§ INSTRUCTIONS FOR THE TASK:
Please find all lines containing "Directory" in the listing below and copy them.

§ RECORDS PROVIDED:

use anyhow::{bail, Context, Result};
use clap::Parser;
use serde::{Deserialize, Serialize};
use std::fs;
use std::path::{Path, PathBuf};
use std::time::Duration;

use lib_common::ingestors::WsConfig;
use lib_common::session::SessionConfig;

const DEFAULT_CONFIG_FILE: &str = "measurement_client.conf";

#[derive(Parser, Deserialize, Serialize, Debug, Clone, Default)]
#[clap(about = "Measurement session client: streams events, then reconciles them against the archive", version)]
#[serde(rename_all = "camelCase")]
pub struct Config {
    #[clap(long, env = "MEASUREMENT_CONFIG_PATH", help = "Path to the JSON configuration file.")]
    pub config_path: Option<PathBuf>,

    #[clap(long, env = "MEASUREMENT_SERVER_HOST", help = "Host of the measurement server (HTTP API and stream).")]
    pub server_host: Option<String>,

    #[clap(long, env = "MEASUREMENT_SERVER_PORT", help = "Port of the measurement server.")]
    pub server_port: Option<u16>,

    #[clap(long, env = "MEASUREMENT_CYCLES", help = "Number of measurement cycles to request.")]
    pub cycle_amount: Option<u32>,

    #[clap(long, env = "MEASUREMENT_INTERVAL", help = "Interval between measurements in milliseconds.")]
    pub interval: Option<u64>,

    #[clap(long, env = "SOCKET_ROOM_NAME", help = "Room/channel name of the measurement stream.")]
    pub room_name: Option<String>,

    #[clap(long, env = "REDIS_URL", help = "Host of the Redis stage.")]
    pub redis_host: Option<String>,

    #[clap(long, env = "REDIS_PORT", help = "Port of the Redis stage.")]
    pub redis_port: Option<u16>,

    #[clap(long, env = "FTP_HOST", help = "Host (optionally host:port) of the FTP archive.")]
    pub ftp_host: Option<String>,

    #[clap(long, env = "FTP_USERNAME", help = "FTP archive user name.")]
    pub ftp_username: Option<String>,

    #[clap(long, env = "FTP_PASSWORD", hide_env_values = true, help = "FTP archive password.")]
    pub ftp_password: Option<String>,

    #[clap(long, env = "FTP_LOGIN_ATTEMPTS", help = "FTP login attempts before giving up.")]
    pub ftp_login_attempts: Option<u32>,

    #[clap(long, env = "DOWNLOAD_DIR", help = "Directory downloaded artifacts are written to.")]
    pub download_dir: Option<PathBuf>,

    #[clap(long, env = "DEBUG", help = "Enable frame tracing (any value other than 0/false).")]
    pub debug: Option<String>,

    #[clap(long, env = "MEASUREMENT_LOG_DIR", help = "Directory for log files.")]
    pub log_dir: Option<PathBuf>,

    #[clap(long, env = "MEASUREMENT_LOG_LEVEL", help = "Logging level (trace, debug, info, warn, error).")]
    pub log_level: Option<String>,

    #[clap(long, env = "MEASUREMENT_CONNECT_ATTEMPTS", help = "Stream connection attempts before giving up.")]
    pub connect_attempts: Option<u32>,

    #[clap(long, env = "MEASUREMENT_RECONNECT_BASE_DELAY_MS", help = "Base delay in milliseconds between connection attempts.")]
    pub reconnect_base_delay_ms: Option<u64>,

    #[clap(long, env = "MEASUREMENT_RECONNECT_MAX_DELAY_MS", help = "Maximum delay in milliseconds between connection attempts.")]
    pub reconnect_max_delay_ms: Option<u64>,
}

/// Fully resolved settings for one run.
#[derive(Debug, Clone)]
pub struct Settings {
    pub session: SessionConfig,
    pub redis_host: String,
    pub redis_port: u16,
    pub ftp_host: String,
    pub ftp_username: String,
    pub ftp_password: String,
    pub log_dir: PathBuf,
    pub log_level: String,
}

impl Config {
    // Merge two Config structs, where 'other' overrides 'self' for Some values
    fn merge(self, other: Config) -> Config {
        Config {
            config_path: other.config_path.or(self.config_path),
            server_host: other.server_host.or(self.server_host),
            server_port: other.server_port.or(self.server_port),
            cycle_amount: other.cycle_amount.or(self.cycle_amount),
            interval: other.interval.or(self.interval),
            room_name: other.room_name.or(self.room_name),
            redis_host: other.redis_host.or(self.redis_host),
            redis_port: other.redis_port.or(self.redis_port),
            ftp_host: other.ftp_host.or(self.ftp_host),
            ftp_username: other.ftp_username.or(self.ftp_username),
            ftp_password: other.ftp_password.or(self.ftp_password),
            ftp_login_attempts: other.ftp_login_attempts.or(self.ftp_login_attempts),
            download_dir: other.download_dir.or(self.download_dir),
            debug: other.debug.or(self.debug),
            log_dir: other.log_dir.or(self.log_dir),
            log_level: other.log_level.or(self.log_level),
            connect_attempts: other.connect_attempts.or(self.connect_attempts),
            reconnect_base_delay_ms: other.reconnect_base_delay_ms.or(self.reconnect_base_delay_ms),
            reconnect_max_delay_ms: other.reconnect_max_delay_ms.or(self.reconnect_max_delay_ms),
        }
    }

    fn defaults() -> Config {
        Config {
            server_host: Some("127.0.0.1".to_string()),
            server_port: Some(8000),
            cycle_amount: Some(5),
            interval: Some(5000),
            redis_host: Some("127.0.0.1".to_string()),
            redis_port: Some(6379),
            ftp_login_attempts: Some(1),
            download_dir: Some(PathBuf::from("downloads")),
            log_dir: Some(PathBuf::from("./logs")),
            log_level: Some("info".to_string()),
            connect_attempts: Some(1),
            reconnect_base_delay_ms: Some(1000),
            reconnect_max_delay_ms: Some(30000),
            ..Default::default()
        }
    }

    pub fn debug_enabled(&self) -> bool {
        match self.debug.as_deref().map(str::trim) {
            None | Some("") | Some("0") => false,
            Some(v) => !v.eq_ignore_ascii_case("false"),
        }
    }

    /// Checks required values and builds the run settings.
    pub fn resolve(self) -> Result<Settings> {
        let debug = self.debug_enabled();

        let Some(room_name) = self.room_name.filter(|r| !r.is_empty()) else {
            bail!("SOCKET_ROOM_NAME is not set");
        };
        let ftp_host = self.ftp_host.context("FTP_HOST is not set")?;
        let ftp_username = self.ftp_username.context("FTP_USERNAME is not set")?;
        let ftp_password = self.ftp_password.context("FTP_PASSWORD is not set")?;

        let mut session = SessionConfig::new(&room_name);
        session.server_host = self.server_host.unwrap_or(session.server_host);
        session.server_port = self.server_port.unwrap_or(session.server_port);
        session.cycle_amount = self.cycle_amount.unwrap_or(session.cycle_amount);
        session.interval = self.interval.unwrap_or(session.interval);
        session.download_dir = self.download_dir.unwrap_or(session.download_dir);
        session.login_attempts = self.ftp_login_attempts.unwrap_or(1).max(1);
        session.ws = WsConfig {
            connect_attempts: self.connect_attempts.unwrap_or(1).max(1),
            reconnect_base_delay: Duration::from_millis(self.reconnect_base_delay_ms.unwrap_or(1000)),
            reconnect_max_delay: Duration::from_millis(self.reconnect_max_delay_ms.unwrap_or(30000)),
        };
        session.login_base_delay = session.ws.reconnect_base_delay;

        let log_level = if debug {
            "trace".to_string()
        } else {
            self.log_level.unwrap_or_else(|| "info".to_string())
        };

        Ok(Settings {
            session,
            redis_host: self.redis_host.unwrap_or_else(|| "127.0.0.1".to_string()),
            redis_port: self.redis_port.unwrap_or(6379),
            ftp_host,
            ftp_username,
            ftp_password,
            log_dir: self.log_dir.unwrap_or_else(|| PathBuf::from("./logs")),
            log_level,
        })
    }
}

fn read_config_file(path: &Path) -> Option<Config> {
    if !path.exists() {
        log::info!("Config file not found at {}. Using defaults and environment/CLI variables.", path.display());
        return None;
    }
    match fs::read_to_string(path) {
        Ok(config_str) => match serde_json::from_str::<Config>(&config_str) {
            Ok(file_config) => Some(file_config),
            Err(e) => {
                log::warn!("Failed to parse config file {}: {}. Falling back to other sources.", path.display(), e);
                None
            }
        },
        Err(e) => {
            log::warn!("Failed to read config file {}: {}. Falling back to other sources.", path.display(), e);
            None
        }
    }
}

/// Layers defaults < config file < environment (incl. `.env`) and CLI.
pub fn load_config() -> Config {
    // 1. Populate the environment from .env if present
    if let Err(e) = dotenvy::dotenv() {
        if !e.not_found() {
            log::warn!("Failed to load .env file: {}", e);
        }
    }

    // 2. Parse CLI, which also picks up environment variables
    let cli_args = Config::parse();

    // 3. Load from config file if present
    let config_file_path = cli_args
        .config_path
        .clone()
        .unwrap_or_else(|| PathBuf::from(DEFAULT_CONFIG_FILE));

    let mut current_config = Config::defaults();
    if let Some(file_config) = read_config_file(&config_file_path) {
        current_config = current_config.merge(file_config);
    }

    // 4. CLI and environment win over the file
    current_config.merge(cli_args)
}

§ WRITTEN SOLUTION:
    #[clap(long, env = "DOWNLOAD_DIR", help = "Directory downloaded artifacts are written to.")]
    #[clap(long, env = "MEASUREMENT_LOG_DIR", help = "Directory for log files.")]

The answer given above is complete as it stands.